“Is it my sinusitis or a cold?”, how do you tell between the two? Here’s a simple, straightforward way to find out.
A cold will feature a variety of symptoms (some of which are self-self-explainatory). With this variety, you can compare whether or not you have a cold or a sinus infection.
Sinus Infection Symptoms :
Sinusitis is the medical terminology for sinus infection. Prompt diagnosis and timely treatment is crucial to prevent chronicity of the complaint.
(Quick Tip: Try to refrain touching your nose when you have a cold; use tissues! Touching your nose can lead to bacteria growth causing a sinus infection.)
- Stuffy Nose
- Increased Mucus Levels
- Sore Throat
- Swollen Sinuses
Lots of symptoms right? Now lets throw a list down of sinus infection symptoms you should be aware of.
Symptoms of Sinusitis :
- Slightly Dizzy (Getting Up / Shifting Positions)

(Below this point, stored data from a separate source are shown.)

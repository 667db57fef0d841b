use clap::{Parser, Subcommand};
use moviedesk::api::DEFAULT_API_BASE;
use moviedesk::view::ALL_GENRES;
use moviedesk::{ApiConfig, SortKey};
use std::path::PathBuf;
use std::time::Duration;

#[derive(Debug, Parser)]
#[command(name = "moviedesk", version, about = "Terminal client for the movies CRUD API")]
pub struct Args {
    /// Backend address
    #[arg(long, default_value = DEFAULT_API_BASE)]
    pub api_base: String,

    /// Give up on a request after this many seconds (default: wait forever)
    #[arg(long)]
    pub timeout_secs: Option<u64>,

    /// Write logs to this file
    #[arg(long)]
    pub log_file: Option<PathBuf>,

    #[command(subcommand)]
    pub command: Option<Command>,
}

#[derive(Debug, Clone, Subcommand)]
pub enum Command {
    /// Interactive terminal UI (default)
    Tui,
    /// Print the filtered, sorted list once
    List {
        /// Substring of title, genre or year
        #[arg(long, default_value = "")]
        query: String,
        /// Exact genre, or "All"
        #[arg(long, default_value = ALL_GENRES)]
        genre: String,
        /// newest, title or rating
        #[arg(long, default_value_t = SortKey::Newest)]
        sort: SortKey,
    },
    /// Print movie count and average rating
    Stats,
    /// Query the backend health endpoint
    Health,
}

impl Args {
    pub fn api_config(&self) -> ApiConfig {
        let mut config = ApiConfig::new(&self.api_base);
        if let Some(secs) = self.timeout_secs {
            config = config.timeout(Duration::from_secs(secs));
        }
        config
    }

    pub fn command(&self) -> Command {
        self.command.clone().unwrap_or(Command::Tui)
    }
}
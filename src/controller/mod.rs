pub mod controller;
pub mod state;
pub mod status;

pub use controller::MovieController;
pub use state::FormMode;
pub use status::Status;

- Decreased Ability To Smell
- Pressure Behind The Eyes & Cheeks
- A Stuffy / Runny Nose Lasting More Than A Week.
Ok loads of information and lots of leads to start with. Lets simplify what a cold is and what a sinus infection is.
Colds are one of the most known viruses out there. Everyone gets colds, but because it is a virus; antibiotics can not help. Although, your local pharmacy should have some over-the-counter meds to make you feel better. Colds will more than likely clear up within 10 days or less. Any longer, you should go to your doctor to check out the possibility of a sinus infection.
Sinus Infections :
Ok, so sinus infections are usually caused by a bacterial or fungal invasions. Some are caused by a virus or allergies. There are distinct factors between the two though (Colds & Sinus Infections). Sinus infections can get dangerous if not treated. Mucus and bacteria can back up into your nasal passages to where a “nasal drip” could cause pneumonia to form in your lungs.
(Note: To clear things up, pneumonia is a viral or bacterial infection within the lungs that cause inflammation and hardening of the air sacs due to puss.)
Ok so not a very favorable condition as you can see. Sinus infections will exhibit pressure in the cheeks and behind the eyes. Most infections are acute sinus infections and can be treated with a very simple course of antibiotics.